Goal of the exercise: Copy each entry below without any change.

Data extract:
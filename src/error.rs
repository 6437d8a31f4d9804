use std::path::PathBuf;

/// Errors that can occur when building a board.
#[derive(Debug, Clone, PartialEq, Eq, thiserror::Error)]
pub enum BoardError {
    #[error("board dimension must be >= 1, got {0}")]
    InvalidDimension(usize),
}

/// Errors that can occur when restoring a board snapshot.
#[derive(Debug, thiserror::Error)]
pub enum SnapshotError {
    #[error("invalid snapshot dimension {0}")]
    InvalidDimension(usize),

    #[error("snapshot has {found} {what}, expected {expected}")]
    DimensionMismatch {
        what: &'static str,
        expected: usize,
        found: usize,
    },

    #[error("cell ({row}, {col}) has an owner but is not enclosed")]
    OwnerWithoutEnclosure { row: usize, col: usize },

    #[error("cell ({row}, {col}) is enclosed but has no owner")]
    EnclosureWithoutOwner { row: usize, col: usize },

    #[error("JSON error: {0}")]
    Json(#[from] serde_json::Error),
}

/// Errors that can occur when loading configuration.
#[derive(Debug, thiserror::Error)]
pub enum ConfigError {
    #[error("failed to read config file {path}: {source}")]
    FileRead {
        path: PathBuf,
        source: std::io::Error,
    },

    #[error("failed to parse TOML: {0}")]
    TomlParse(#[from] toml::de::Error),

    #[error("config validation error: {0}")]
    Validation(String),
}

#[cfg(test)]
mod tests {
    use super::*;

    #[test]
    fn test_board_error_display() {
        let err = BoardError::InvalidDimension(0);
        assert_eq!(err.to_string(), "board dimension must be >= 1, got 0");
    }

    #[test]
    fn test_snapshot_error_display() {
        let err = SnapshotError::DimensionMismatch {
            what: "edges",
            expected: 12,
            found: 11,
        };
        assert_eq!(err.to_string(), "snapshot has 11 edges, expected 12");

        let err = SnapshotError::OwnerWithoutEnclosure { row: 1, col: 2 };
        assert_eq!(
            err.to_string(),
            "cell (1, 2) has an owner but is not enclosed"
        );
    }

    #[test]
    fn test_config_error_display() {
        let err = ConfigError::Validation("game.dimension must be >= 1".to_string());
        assert_eq!(
            err.to_string(),
            "config validation error: game.dimension must be >= 1"
        );
    }
}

Output for this task:
filename src/error.rs
repository 6437d8a31f4d9804
use std::path::PathBuf;

/// Errors that can occur when building a board.
#[derive(Debug, Clone, PartialEq, Eq, thiserror::Error)]
pub enum BoardError {
    #[error("board dimension must be >= 1, got {0}")]
    InvalidDimension(usize),
}

/// Errors that can occur when restoring a board snapshot.
#[derive(Debug, thiserror::Error)]
pub enum SnapshotError {
    #[error("invalid snapshot dimension {0}")]
    InvalidDimension(usize),

    #[error("snapshot has {found} {what}, expected {expected}")]
    DimensionMismatch {
        what: &'static str,
        expected: usize,
        found: usize,
    },

    #[error("cell ({row}, {col}) has an owner but is not enclosed")]
    OwnerWithoutEnclosure { row: usize, col: usize },

    #[error("cell ({row}, {col}) is enclosed but has no owner")]
    EnclosureWithoutOwner { row: usize, col: usize },

    #[error("JSON error: {0}")]
    Json(#[from] serde_json::Error),
}

/// Errors that can occur when loading configuration.
#[derive(Debug, thiserror::Error)]
pub enum ConfigError {
    #[error("failed to read config file {path}: {source}")]
    FileRead {
        path: PathBuf,
        source: std::io::Error,
    },

    #[error("failed to parse TOML: {0}")]
    TomlParse(#[from] toml::de::Error),

    #[error("config validation error: {0}")]
    Validation(String),
}

#[cfg(test)]
mod tests {
    use super::*;

    #[test]
    fn test_board_error_display() {
        let err = BoardError::InvalidDimension(0);
        assert_eq!(err.to_string(), "board dimension must be >= 1, got 0");
    }

    #[test]
    fn test_snapshot_error_display() {
        let err = SnapshotError::DimensionMismatch {
            what: "edges",
            expected: 12,
            found: 11,
        };
        assert_eq!(err.to_string(), "snapshot has 11 edges, expected 12");

        let err = SnapshotError::OwnerWithoutEnclosure { row: 1, col: 2 };
        assert_eq!(
            err.to_string(),
            "cell (1, 2) has an owner but is not enclosed"
        );
    }

    #[test]
    fn test_config_error_display() {
        let err = ConfigError::Validation("game.dimension must be >= 1".to_string());
        assert_eq!(
            err.to_string(),
            "config validation error: game.dimension must be >= 1"
        );
    }
}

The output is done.